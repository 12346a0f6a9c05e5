//! # Document Commands
//!
//! Listing, detail, auto-cost and catalog promotion.

use chrono::Utc;
use keystone_core::auto_cost::auto_cost as run_auto_cost;
use keystone_core::catalog::promote_document;
use keystone_core::draft::DocumentDraft;
use keystone_core::{Document, Product};
use keystone_db::{commit, generate_id, CatalogStore, DocumentFilter, DocumentStore};
use serde::Serialize;
use tracing::{debug, info, warn};

use super::{display, load_document, DocumentSummary};
use crate::cli::ListArgs;
use crate::error::ApiError;
use crate::state::AppState;

#[derive(Debug, Clone, Serialize)]
#[serde(rename_all = "camelCase")]
pub struct ShowResponse {
    pub document: Document,
    pub total_display: String,
    pub balance_due_display: String,
}

#[derive(Debug, Clone, Serialize)]
#[serde(rename_all = "camelCase")]
pub struct AutoCostResponse {
    pub document_id: String,
    /// Lines that received a cost.
    pub updated: Vec<String>,
    /// Lines whose resolved markup was -100% or lower.
    pub skipped: Vec<String>,
    pub saved: bool,
    pub document: Document,
}

#[derive(Debug, Clone, Serialize)]
#[serde(rename_all = "camelCase")]
pub struct PromoteResponse {
    pub document_id: String,
    pub products: Vec<Product>,
}

pub async fn list<S: DocumentStore>(
    state: &AppState<S>,
    args: ListArgs,
) -> Result<Vec<DocumentSummary>, ApiError> {
    debug!(?args, "list command");

    let mut filter = DocumentFilter::all().between(args.from, args.to);
    if let Some(kind) = args.kind {
        filter = filter.kind(kind);
    }
    if let Some(customer_id) = args.customer_id {
        filter = filter.customer(customer_id);
    }

    let documents = state.store.list_documents(&filter).await?;
    Ok(documents.iter().map(DocumentSummary::from).collect())
}

pub async fn show<S: DocumentStore>(state: &AppState<S>, id: &str) -> Result<ShowResponse, ApiError> {
    debug!(id = %id, "show command");

    let document = load_document(&state.store, id).await?;
    Ok(ShowResponse {
        total_display: display(state, document.total),
        balance_due_display: display(state, document.balance_due),
        document,
    })
}

/// Back-calculates missing non-stock costs and saves the result.
///
/// With `dry_run` the outcome is returned without writing.
pub async fn auto_cost<S>(state: &AppState<S>, id: &str, dry_run: bool) -> Result<AutoCostResponse, ApiError>
where
    S: DocumentStore + CatalogStore,
{
    debug!(id = %id, dry_run, "auto-cost command");

    let document = load_document(&state.store, id).await?;
    let customers = state.store.list_customers().await?;
    let products = state.store.list_products().await?;

    let outcome = run_auto_cost(&document, &customers, &products, &state.config.pricing_policy());

    for line in &outcome.skipped {
        warn!(document = %id, line = %line, "Markup of -100% or lower, cost left blank");
    }

    let mut draft = DocumentDraft::new(document);
    draft.replace_line_items(outcome.document.line_items);

    let saved = !dry_run && draft.is_dirty();
    let document = if saved {
        let saved = commit(&state.store, &mut draft).await?;
        info!(document = %id, lines = outcome.updated.len(), "Auto-cost saved");
        saved
    } else {
        draft.into_working()
    };

    Ok(AutoCostResponse {
        document_id: id.to_string(),
        updated: outcome.updated,
        skipped: outcome.skipped,
        saved,
        document,
    })
}

/// Creates catalog products for every flagged non-stock line and links the
/// lines to them.
///
/// Products are written before the document. A failed document write
/// leaves the new products in the catalog.
pub async fn promote<S>(state: &AppState<S>, id: &str) -> Result<PromoteResponse, ApiError>
where
    S: DocumentStore + CatalogStore,
{
    debug!(id = %id, "promote command");

    let document = load_document(&state.store, id).await?;
    let (promoted, products) = promote_document(&document, generate_id, Utc::now());

    if products.is_empty() {
        info!(document = %id, "No lines flagged for the catalog");
        return Ok(PromoteResponse {
            document_id: id.to_string(),
            products,
        });
    }

    let mut saved_products = Vec::with_capacity(products.len());
    for product in &products {
        saved_products.push(state.store.save_product(product).await?);
    }

    let mut draft = DocumentDraft::new(document);
    draft.replace_line_items(promoted.line_items);
    commit(&state.store, &mut draft).await?;

    info!(document = %id, count = saved_products.len(), "Lines promoted to catalog");
    Ok(PromoteResponse {
        document_id: id.to_string(),
        products: saved_products,
    })
}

-*-

Task prompt
The complete listing, transcribed exactly, is the expected answer.

Response to the exercise
repository 12346a0f6a9c05e5
//! # Document Commands
//!
//! Listing, detail, auto-cost and catalog promotion.

use chrono::Utc;
use keystone_core::auto_cost::auto_cost as run_auto_cost;
use keystone_core::catalog::promote_document;
use keystone_core::draft::DocumentDraft;
use keystone_core::{Document, Product};
use keystone_db::{commit, generate_id, CatalogStore, DocumentFilter, DocumentStore};
use serde::Serialize;
use tracing::{debug, info, warn};

use super::{display, load_document, DocumentSummary};
use crate::cli::ListArgs;
use crate::error::ApiError;
use crate::state::AppState;

#[derive(Debug, Clone, Serialize)]
#[serde(rename_all = "camelCase")]
pub struct ShowResponse {
    pub document: Document,
    pub total_display: String,
    pub balance_due_display: String,
}

#[derive(Debug, Clone, Serialize)]
#[serde(rename_all = "camelCase")]
pub struct AutoCostResponse {
    pub document_id: String,
    /// Lines that received a cost.
    pub updated: Vec<String>,
    /// Lines whose resolved markup was -100% or lower.
    pub skipped: Vec<String>,
    pub saved: bool,
    pub document: Document,
}

#[derive(Debug, Clone, Serialize)]
#[serde(rename_all = "camelCase")]
pub struct PromoteResponse {
    pub document_id: String,
    pub products: Vec<Product>,
}

pub async fn list<S: DocumentStore>(
    state: &AppState<S>,
    args: ListArgs,
) -> Result<Vec<DocumentSummary>, ApiError> {
    debug!(?args, "list command");

    let mut filter = DocumentFilter::all().between(args.from, args.to);
    if let Some(kind) = args.kind {
        filter = filter.kind(kind);
    }
    if let Some(customer_id) = args.customer_id {
        filter = filter.customer(customer_id);
    }

    let documents = state.store.list_documents(&filter).await?;
    Ok(documents.iter().map(DocumentSummary::from).collect())
}

pub async fn show<S: DocumentStore>(state: &AppState<S>, id: &str) -> Result<ShowResponse, ApiError> {
    debug!(id = %id, "show command");

    let document = load_document(&state.store, id).await?;
    Ok(ShowResponse {
        total_display: display(state, document.total),
        balance_due_display: display(state, document.balance_due),
        document,
    })
}

/// Back-calculates missing non-stock costs and saves the result.
///
/// With `dry_run` the outcome is returned without writing.
pub async fn auto_cost<S>(state: &AppState<S>, id: &str, dry_run: bool) -> Result<AutoCostResponse, ApiError>
where
    S: DocumentStore + CatalogStore,
{
    debug!(id = %id, dry_run, "auto-cost command");

    let document = load_document(&state.store, id).await?;
    let customers = state.store.list_customers().await?;
    let products = state.store.list_products().await?;

    let outcome = run_auto_cost(&document, &customers, &products, &state.config.pricing_policy());

    for line in &outcome.skipped {
        warn!(document = %id, line = %line, "Markup of -100% or lower, cost left blank");
    }

    let mut draft = DocumentDraft::new(document);
    draft.replace_line_items(outcome.document.line_items);

    let saved = !dry_run && draft.is_dirty();
    let document = if saved {
        let saved = commit(&state.store, &mut draft).await?;
        info!(document = %id, lines = outcome.updated.len(), "Auto-cost saved");
        saved
    } else {
        draft.into_working()
    };

    Ok(AutoCostResponse {
        document_id: id.to_string(),
        updated: outcome.updated,
        skipped: outcome.skipped,
        saved,
        document,
    })
}

/// Creates catalog products for every flagged non-stock line and links the
/// lines to them.
///
/// Products are written before the document. A failed document write
/// leaves the new products in the catalog.
pub async fn promote<S>(state: &AppState<S>, id: &str) -> Result<PromoteResponse, ApiError>
where
    S: DocumentStore + CatalogStore,
{
    debug!(id = %id, "promote command");

    let document = load_document(&state.store, id).await?;
    let (promoted, products) = promote_document(&document, generate_id, Utc::now());

    if products.is_empty() {
        info!(document = %id, "No lines flagged for the catalog");
        return Ok(PromoteResponse {
            document_id: id.to_string(),
            products,
        });
    }

    let mut saved_products = Vec::with_capacity(products.len());
    for product in &products {
        saved_products.push(state.store.save_product(product).await?);
    }

    let mut draft = DocumentDraft::new(document);
    draft.replace_line_items(promoted.line_items);
    commit(&state.store, &mut draft).await?;

    info!(document = %id, count = saved_products.len(), "Lines promoted to catalog");
    Ok(PromoteResponse {
        document_id: id.to_string(),
        products: saved_products,
    })
}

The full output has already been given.